The initiation site is minute, never extending for more than two to five grains around the origin.  The location of the initiation is at a stress concentration and may be extremely small and difficult to distinguish from the succeeding stage of propagation, or crack growth.  The crack initiation site is always parallel to the shear stress direction. 

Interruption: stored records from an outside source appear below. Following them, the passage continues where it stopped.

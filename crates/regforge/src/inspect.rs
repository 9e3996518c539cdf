// SPDX-FileCopyrightText: 2026 Regforge Contributors
// SPDX-License-Identifier: MIT OR Apache-2.0

//! `regforge inspect` command implementation.
//!
//! Loads a single descriptor through the same checks a build applies and
//! prints the mocked module as it would appear in a registry.

use std::path::Path;

use regforge_config::RegforgeConfig;
use regforge_core::{DEFAULT_EXTENSIONS, PluginKey, PluginValue, RegforgeError};
use regforge_pipeline::normalizer_for;
use regforge_plugin::{FsModuleLoader, LoadRequest, load_plugin, mock};

/// Run the `regforge inspect` command.
pub fn run_inspect(config: &RegforgeConfig, descriptor: &Path) -> Result<(), RegforgeError> {
    let module = inspect_descriptor(config, descriptor)?;
    let text = serde_json::to_string_pretty(&module).map_err(|e| {
        RegforgeError::load(descriptor.display().to_string(), e.to_string())
    })?;
    println!("{text}");
    Ok(())
}

/// Load, normalize, depth-check, and mock one descriptor file.
pub fn inspect_descriptor(
    config: &RegforgeConfig,
    descriptor: &Path,
) -> Result<PluginValue, RegforgeError> {
    let module_path = descriptor.display().to_string();
    let entry = descriptor
        .file_name()
        .and_then(|name| name.to_str())
        .ok_or_else(|| RegforgeError::load(&module_path, "descriptor path has no file name"))?;
    let root = descriptor.parent().unwrap_or_else(|| Path::new("."));

    let key = PluginKey::from_entry(entry, DEFAULT_EXTENSIONS);
    let request = LoadRequest {
        family: "inspect",
        key: &key,
        entry,
        module_path: &module_path,
    };
    tracing::debug!(descriptor = %descriptor.display(), key = %key, "inspecting descriptor");
    let loader = FsModuleLoader::new(root);
    let normalizer = normalizer_for(&config.families.normalize);
    let module = load_plugin(
        &loader,
        normalizer.as_ref(),
        &request,
        config.families.max_value_depth,
    )?;
    Ok(mock(module))
}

As repetitive loading continues, the direction of the crack changes perpendicular to the tensile stress direction.  [It should be noted that ductile fracture is caused by shear stress components, whereas brittle fracture is caused by tensile stress components.]  After the original crack is formed, it becomes an extremely sharp stress concentration that tends to drive the crack ever deeper into the metal with each repeating of the stress.  The local stress at the tip of the crack is extremely high because of the sharp “notch,” and with each crack opening, the depth of the crack advances by one “striation” under many (but not all) circumstances.  Striations are very tiny, closely spaced ridges that identify the tip of the crack at some point in time (Figure 1).  Although striations are the most characteristic microscopic evidence of fatigue fracture, they are not always present on fatigue fracture surfaces.   

Whenever there is an interruption in the propagation of a fatigue fracture a unique feature of macroscopically visible marks or ridges may be found.  These marks are described as “beachmarks” or “growth rings.”   Figure 2 is an example of beachmarks in a fatigue failure.    Beachmarks must not be confused with striations, although they frequently are present on the same fracture surface; there may be many thousands of microscopic striations between each pair of macroscopic beachmarks.  Beachmarks will not be present if the part was operated continuously, or with only brief interruptions in service. 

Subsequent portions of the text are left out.